Con la riscoperta del turismo di prossimità, agevolato anche dalle restrizioni imposte dalle limitazioni da Covid-19, Troia, ma anche Orsara di Puglia, Ascoli Satriano e le più gettonate Bovino e Lucera, hanno aumentato i visitatori e anche i giorni di permanenza nei borghi, alla scoperta delle cantine e delle tecniche di vinificazione.
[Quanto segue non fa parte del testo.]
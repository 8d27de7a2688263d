//! Base-14 font metrics and WinAnsi text encoding.

use crate::style::FontFamily;
use unicode_normalization::UnicodeNormalization;

/// A concrete font face: family plus weight and slant.
#[derive(Debug, Clone, Copy, PartialEq, Eq, Hash, PartialOrd, Ord)]
pub struct FontKey {
    pub family: FontFamily,
    pub bold: bool,
    pub italic: bool,
}

impl FontKey {
    pub fn new(family: FontFamily, bold: bool, italic: bool) -> Self {
        Self {
            family,
            bold,
            italic,
        }
    }

    /// PDF base font name.
    pub fn base_font(&self) -> &'static str {
        self.family.base_font(self.bold, self.italic)
    }

    /// Advance width of one WinAnsi byte in 1/1000 em.
    pub fn char_width(&self, byte: u8) -> u16 {
        match self.family {
            FontFamily::Courier => 600,
            FontFamily::Helvetica => helvetica_width(byte, self.bold),
        }
    }

    /// Width of encoded text in points.
    pub fn text_width(&self, bytes: &[u8], size: f32) -> f32 {
        let units: u32 = bytes.iter().map(|&b| self.char_width(b) as u32).sum();
        units as f32 * size / 1000.0
    }
}

/// Helvetica widths for 0x20..=0x7E.
#[rustfmt::skip]
const HELVETICA: [u16; 95] = [
    278, 278, 355, 556, 556, 889, 667, 191, 333, 333, 389, 584, 278, 333, 278, 278,
    556, 556, 556, 556, 556, 556, 556, 556, 556, 556, 278, 278, 584, 584, 584, 556,
    1015, 667, 667, 722, 722, 667, 611, 778, 722, 278, 500, 667, 556, 833, 722, 778,
    667, 778, 722, 667, 611, 722, 667, 944, 667, 667, 611, 278, 278, 278, 469, 556,
    333, 556, 556, 500, 556, 556, 278, 556, 556, 222, 222, 500, 222, 833, 556, 556,
    556, 556, 333, 500, 278, 556, 500, 722, 500, 500, 500, 334, 260, 334, 584,
];

/// Helvetica-Bold widths for 0x20..=0x7E.
#[rustfmt::skip]
const HELVETICA_BOLD: [u16; 95] = [
    278, 333, 474, 556, 556, 889, 722, 238, 333, 333, 389, 584, 278, 333, 278, 278,
    556, 556, 556, 556, 556, 556, 556, 556, 556, 556, 333, 333, 584, 584, 584, 611,
    975, 722, 722, 722, 722, 667, 611, 778, 722, 278, 556, 722, 611, 833, 722, 778,
    667, 778, 722, 667, 611, 722, 667, 944, 667, 667, 611, 333, 278, 333, 584, 556,
    333, 556, 611, 556, 611, 556, 333, 611, 611, 278, 278, 556, 278, 889, 611, 611,
    611, 611, 389, 556, 333, 611, 556, 778, 556, 556, 500, 389, 280, 389, 584,
];

fn helvetica_width(byte: u8, bold: bool) -> u16 {
    if (0x20..=0x7E).contains(&byte) {
        let table = if bold { &HELVETICA_BOLD } else { &HELVETICA };
        return table[(byte - 0x20) as usize];
    }
    match (byte, bold) {
        (0x95, _) => 350,
        (0x85 | 0x97 | 0x99 | 0x89, _) => 1000,
        (0x91 | 0x92 | 0x82, false) => 222,
        (0x91 | 0x92 | 0x82, true) => 278,
        (0x93 | 0x94 | 0x84, false) => 333,
        (0x93 | 0x94 | 0x84, true) => 500,
        (0xA9 | 0xAE, _) => 737,
        (0xA0, _) => 278,
        (0xB0, _) => 400,
        (_, false) => 556,
        (_, true) => 611,
    }
}

/// Map a character to its WinAnsiEncoding byte.
pub fn encode_char(c: char) -> Option<u8> {
    let code = c as u32;
    match code {
        0x20..=0x7E | 0xA0..=0xFF => Some(code as u8),
        0x09 => Some(b' '),
        _ => Some(match c {
            '€' => 0x80,
            '‚' => 0x82,
            'ƒ' => 0x83,
            '„' => 0x84,
            '…' => 0x85,
            '†' => 0x86,
            '‡' => 0x87,
            'ˆ' => 0x88,
            '‰' => 0x89,
            'Š' => 0x8A,
            '‹' => 0x8B,
            'Œ' => 0x8C,
            'Ž' => 0x8E,
            '‘' => 0x91,
            '’' => 0x92,
            '“' => 0x93,
            '”' => 0x94,
            '•' => 0x95,
            '–' => 0x96,
            '—' => 0x97,
            '˜' => 0x98,
            '™' => 0x99,
            'š' => 0x9A,
            '›' => 0x9B,
            'œ' => 0x9C,
            'ž' => 0x9E,
            'Ÿ' => 0x9F,
            _ => return None,
        }),
    }
}

/// Encode text to WinAnsi, dropping characters the encoding cannot express.
pub fn encode(text: &str) -> Vec<u8> {
    text.nfc().filter_map(encode_char).collect()
}

#[cfg(test)]
mod tests {
    use super::*;

    #[test]
    fn test_encode_ascii_and_specials() {
        assert_eq!(encode("Hi"), b"Hi".to_vec());
        assert_eq!(encode("• © –"), vec![0x95, b' ', 0xA9, b' ', 0x96]);
    }

    #[test]
    fn test_encode_drops_emoji() {
        assert_eq!(encode("Welcome! 🎉"), b"Welcome! ".to_vec());
        assert_eq!(encode("✅"), Vec::<u8>::new());
    }

    #[test]
    fn test_encode_normalizes() {
        // "e" + combining acute accent composes to é (0xE9)
        assert_eq!(encode("e\u{301}"), vec![0xE9]);
    }

    #[test]
    fn test_widths() {
        let regular = FontKey::new(FontFamily::Helvetica, false, false);
        let bold = FontKey::new(FontFamily::Helvetica, true, false);
        let mono = FontKey::new(FontFamily::Courier, false, false);

        assert_eq!(regular.char_width(b'i'), 222);
        assert_eq!(bold.char_width(b'i'), 278);
        assert_eq!(mono.char_width(b'i'), 600);
        assert_eq!(mono.text_width(b"abcd", 10.0), 24.0);
        assert!(bold.text_width(b"Sync Now", 11.0) > regular.text_width(b"Sync Now", 11.0));
    }

    #[test]
    fn test_base_font() {
        let key = FontKey::new(FontFamily::Helvetica, true, true);
        assert_eq!(key.base_font(), "Helvetica-BoldOblique");
    }
}
//! JSON rendering of the document model.

use crate::error::{Error, Result};
use crate::model::Document;

/// JSON output format.
#[derive(Debug, Clone, Copy, PartialEq, Eq, Default)]
pub enum JsonFormat {
    /// Pretty-printed JSON with indentation
    #[default]
    Pretty,
    /// Compact JSON without extra whitespace
    Compact,
}

/// Convert a document to JSON.
pub fn to_json(doc: &Document, format: JsonFormat) -> Result<String> {
    let result = match format {
        JsonFormat::Pretty => serde_json::to_string_pretty(doc),
        JsonFormat::Compact => serde_json::to_string(doc),
    };

    result.map_err(|e| Error::Render(format!("JSON serialization error: {}", e)))
}

#[cfg(test)]
mod tests {
    use super::*;
    use crate::model::{Block, Paragraph};

    #[test]
    fn test_to_json_pretty() {
        let mut doc = Document::new();
        doc.metadata.title = Some("Test".to_string());
        doc.add_paragraph(Paragraph::heading("Hello", 1));

        let json = to_json(&doc, JsonFormat::Pretty).unwrap();
        assert!(json.contains("\"title\""));
        assert!(json.contains("\"heading\""));
        assert!(json.contains('\n'));
    }

    #[test]
    fn test_to_json_compact() {
        let mut doc = Document::new();
        doc.push(Block::PageBreak);

        let json = to_json(&doc, JsonFormat::Compact).unwrap();
        assert!(!json.contains('\n'));
        assert!(json.contains("\"page_break\""));
    }
}
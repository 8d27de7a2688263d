//! betaguide CLI - beta-tester onboarding guide generator

use std::fs;
use std::path::{Path, PathBuf};
use std::time::Duration;

use clap::{Args, Parser, Subcommand, ValueEnum};
use colored::Colorize;
use indicatif::{ProgressBar, ProgressStyle};

use betaguide::render::{to_json, to_text};
use betaguide::{
    build_guide, detect_format_from_path, generate_all_with_options, generate_docx_with_options,
    generate_pdf_with_options, verify_output, GuideConfig, JsonFormat, OutputFormat, PageSize,
    RenderOptions,
};

#[derive(Parser)]
#[command(name = "betaguide")]
#[command(author = "GatherSync Team")]
#[command(version)]
#[command(about = "Generate beta-tester onboarding guides as PDF and Word documents", long_about = None)]
struct Cli {
    #[command(flatten)]
    guide: GuideArgs,

    #[command(subcommand)]
    command: Option<Commands>,
}

#[derive(Args)]
struct GuideArgs {
    /// Guide configuration (JSON)
    #[arg(long, global = true, value_name = "FILE")]
    config: Option<PathBuf>,

    /// QR code image
    #[arg(long, global = true, value_name = "PATH", env = "BETAGUIDE_QR")]
    qr: Option<PathBuf>,

    /// Launch URL printed in the guide
    #[arg(long, global = true, value_name = "URL", env = "BETAGUIDE_URL")]
    url: Option<String>,

    /// Paper size
    #[arg(long, global = true, value_enum, default_value = "letter")]
    paper: Paper,

    /// Write uncompressed PDF content streams
    #[arg(long, global = true)]
    no_compress: bool,
}

#[derive(Subcommand)]
enum Commands {
    /// Generate both the PDF and the Word guide (default)
    All {
        /// Output directory
        #[arg(short, long, value_name = "DIR")]
        output: Option<PathBuf>,
    },

    /// Generate the PDF guide
    Pdf {
        /// Output file
        #[arg(short, long, value_name = "FILE")]
        output: Option<PathBuf>,
    },

    /// Generate the Word guide
    #[command(alias = "word")]
    Docx {
        /// Output file
        #[arg(short, long, value_name = "FILE")]
        output: Option<PathBuf>,
    },

    /// Preview the guide as plain text
    Text {
        /// Output file (stdout if not specified)
        #[arg(short, long, value_name = "FILE")]
        output: Option<PathBuf>,
    },

    /// Dump the guide's content model as JSON
    Json {
        /// Output file (stdout if not specified)
        #[arg(short, long, value_name = "FILE")]
        output: Option<PathBuf>,

        /// Output compact JSON
        #[arg(long)]
        compact: bool,
    },

    /// Print the effective guide configuration as JSON
    Config,

    /// Verify a generated PDF or Word file
    Check {
        /// Generated file
        #[arg(value_name = "FILE")]
        input: PathBuf,
    },

    /// Show version information
    Version,
}

#[derive(Copy, Clone, PartialEq, Eq, ValueEnum)]
enum Paper {
    /// US Letter (8.5 x 11 in)
    Letter,
    /// ISO A4 (210 x 297 mm)
    A4,
}

impl From<Paper> for PageSize {
    fn from(paper: Paper) -> Self {
        match paper {
            Paper::Letter => PageSize::LETTER,
            Paper::A4 => PageSize::A4,
        }
    }
}

impl GuideArgs {
    fn load_config(&self) -> Result<GuideConfig, Box<dyn std::error::Error>> {
        let mut config = match &self.config {
            Some(path) => GuideConfig::from_json_file(path)?,
            None => GuideConfig::default(),
        };
        if let Some(qr) = &self.qr {
            config.qr_image = qr.clone();
        }
        if let Some(url) = &self.url {
            config.launch_url = url.clone();
        }
        config.validate()?;
        log::debug!("Using QR image {}", config.qr_image.display());
        Ok(config)
    }

    fn render_options(&self) -> RenderOptions {
        RenderOptions::new()
            .with_page_size(self.paper.into())
            .with_compression(!self.no_compress)
    }
}

fn main() {
    env_logger::init();

    let cli = Cli::parse();

    let result = match cli.command {
        Some(Commands::All { output }) => cmd_all(&cli.guide, output.as_deref()),
        Some(Commands::Pdf { output }) => cmd_pdf(&cli.guide, output.as_deref()),
        Some(Commands::Docx { output }) => cmd_docx(&cli.guide, output.as_deref()),
        Some(Commands::Text { output }) => cmd_text(&cli.guide, output.as_deref()),
        Some(Commands::Json { output, compact }) => cmd_json(&cli.guide, output.as_deref(), compact),
        Some(Commands::Config) => cmd_config(&cli.guide),
        Some(Commands::Check { input }) => cmd_check(&input),
        Some(Commands::Version) => {
            cmd_version();
            Ok(())
        }
        None => cmd_all(&cli.guide, None),
    };

    if let Err(e) = result {
        eprintln!("{}: {}", "Error".red().bold(), e);
        std::process::exit(1);
    }
}

fn print_success(format: OutputFormat, path: &Path) {
    println!(
        "{} {} generated successfully: {}",
        "✅".green(),
        format,
        path.display()
    );
}

fn cmd_all(args: &GuideArgs, output: Option<&Path>) -> Result<(), Box<dyn std::error::Error>> {
    let config = args.load_config()?;
    let options = args.render_options();

    let output_dir = output
        .map(|p| p.to_path_buf())
        .unwrap_or_else(|| PathBuf::from("."));

    let pb = ProgressBar::new_spinner();
    pb.set_style(ProgressStyle::default_spinner().template("{spinner:.green} {msg}")?);
    pb.enable_steady_tick(Duration::from_millis(100));
    pb.set_message("Generating PDF and Word documents...");

    let files = generate_all_with_options(&config, &output_dir, &options)?;
    pb.finish_and_clear();

    print_success(OutputFormat::Pdf, &files.pdf);
    print_success(OutputFormat::Docx, &files.docx);

    println!("\n{}", "Output files:".green().bold());
    println!(
        "  {} {} ({} pages, {} bytes)",
        "├─".dimmed(),
        config.pdf_file_name(),
        files.pdf_output.page_count.unwrap_or_default(),
        files.pdf_output.len()
    );
    println!(
        "  {} {} ({} bytes)",
        "└─".dimmed(),
        config.docx_file_name(),
        files.docx_output.len()
    );

    Ok(())
}

fn cmd_pdf(args: &GuideArgs, output: Option<&Path>) -> Result<(), Box<dyn std::error::Error>> {
    let config = args.load_config()?;
    let path = output
        .map(|p| p.to_path_buf())
        .unwrap_or_else(|| PathBuf::from(config.pdf_file_name()));

    generate_pdf_with_options(&config, &path, &args.render_options())?;
    print_success(OutputFormat::Pdf, &path);
    Ok(())
}

fn cmd_docx(args: &GuideArgs, output: Option<&Path>) -> Result<(), Box<dyn std::error::Error>> {
    let config = args.load_config()?;
    let path = output
        .map(|p| p.to_path_buf())
        .unwrap_or_else(|| PathBuf::from(config.docx_file_name()));

    generate_docx_with_options(&config, &path, &args.render_options())?;
    print_success(OutputFormat::Docx, &path);
    Ok(())
}

fn cmd_text(args: &GuideArgs, output: Option<&Path>) -> Result<(), Box<dyn std::error::Error>> {
    let config = args.load_config()?;
    let doc = build_guide(&config);
    let text = to_text(&doc)?;

    if let Some(path) = output {
        fs::write(path, format!("{}\n", text))?;
        println!("{} {}", "Saved to".green(), path.display());
    } else {
        println!("{}", text);
    }

    Ok(())
}

fn cmd_json(
    args: &GuideArgs,
    output: Option<&Path>,
    compact: bool,
) -> Result<(), Box<dyn std::error::Error>> {
    let config = args.load_config()?;
    let doc = build_guide(&config);

    let format = if compact {
        JsonFormat::Compact
    } else {
        JsonFormat::Pretty
    };
    let json = to_json(&doc, format)?;

    if let Some(path) = output {
        fs::write(path, &json)?;
        println!("{} {}", "Saved to".green(), path.display());
    } else {
        println!("{}", json);
    }

    Ok(())
}

fn cmd_config(args: &GuideArgs) -> Result<(), Box<dyn std::error::Error>> {
    let config = args.load_config()?;
    println!("{}", serde_json::to_string_pretty(&config)?);
    Ok(())
}

fn cmd_check(input: &Path) -> Result<(), Box<dyn std::error::Error>> {
    let detected = detect_format_from_path(input)?;
    let size = verify_output(input, detected.output_format())?;

    println!("{}", "Document Check".cyan().bold());
    println!("{}", "─".repeat(40).dimmed());
    println!("{}: {}", "File".bold(), input.display());
    println!("{}: {}", "Format".bold(), detected);
    println!("{}: {} bytes", "Size".bold(), size);
    println!("{}", "OK".green().bold());

    Ok(())
}

fn cmd_version() {
    println!("{} {}", "betaguide".cyan().bold(), env!("CARGO_PKG_VERSION"));
    println!("Beta-tester onboarding guide generator");
    println!();
    println!("Outputs: PDF, Word (.docx), plain text, JSON");
    println!("License: MIT");
}

#[cfg(test)]
mod tests {
    use super::*;

    fn parse(args: &[&str]) -> Cli {
        Cli::try_parse_from(args).unwrap()
    }

    #[test]
    fn test_default_command_is_all() {
        let cli = parse(&["betaguide"]);
        assert!(cli.command.is_none());
        assert!(!cli.guide.no_compress);
    }

    #[test]
    fn test_global_overrides() {
        let cli = parse(&[
            "betaguide",
            "pdf",
            "--qr",
            "code.png",
            "--url",
            "https://example.com/app",
            "--paper",
            "a4",
        ]);
        let config = cli.guide.load_config().unwrap();
        assert_eq!(config.qr_image, PathBuf::from("code.png"));
        assert_eq!(config.launch_url, "https://example.com/app");
        assert_eq!(cli.guide.render_options().page_size, PageSize::A4);
    }

    #[test]
    fn test_config_file() {
        let dir = tempfile::tempdir().unwrap();
        let path = dir.path().join("guide.json");
        fs::write(&path, r#"{"app_name": "Huddle", "inviter": "Sam"}"#).unwrap();

        let cli = parse(&["betaguide", "--config", path.to_str().unwrap()]);
        let config = cli.guide.load_config().unwrap();
        assert_eq!(config.app_name, "Huddle");
        assert_eq!(config.inviter, "Sam");
        assert_eq!(config.preview_client, "Expo Go");
    }

    #[test]
    fn test_pdf_command_writes_file() {
        let dir = tempfile::tempdir().unwrap();
        let out = dir.path().join("guide.pdf");
        let qr = dir.path().join("none.png");

        let cli = parse(&[
            "betaguide",
            "pdf",
            "--qr",
            qr.to_str().unwrap(),
            "-o",
            out.to_str().unwrap(),
        ]);
        cmd_pdf(&cli.guide, Some(&out)).unwrap();
        assert!(verify_output(&out, OutputFormat::Pdf).unwrap() > 0);
    }

    #[test]
    fn test_check_rejects_text_file() {
        let dir = tempfile::tempdir().unwrap();
        let path = dir.path().join("notes.txt");
        fs::write(&path, "hello").unwrap();
        assert!(cmd_check(&path).is_err());
    }
}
Nei giorni scorsi, grazie all’intuizione dell’amministrazione comunale di Troia, è stato organizzato un press tour con giornalisti, instagrammer e influencer per far conoscere il nero e non solo. Anche l’olio, l’oro verde di Puglia e le bellezze dei paesaggi e i tesori d’arte e i monumenti, a partire dalla cattedrale di Troia con il rosone più grande del mondo.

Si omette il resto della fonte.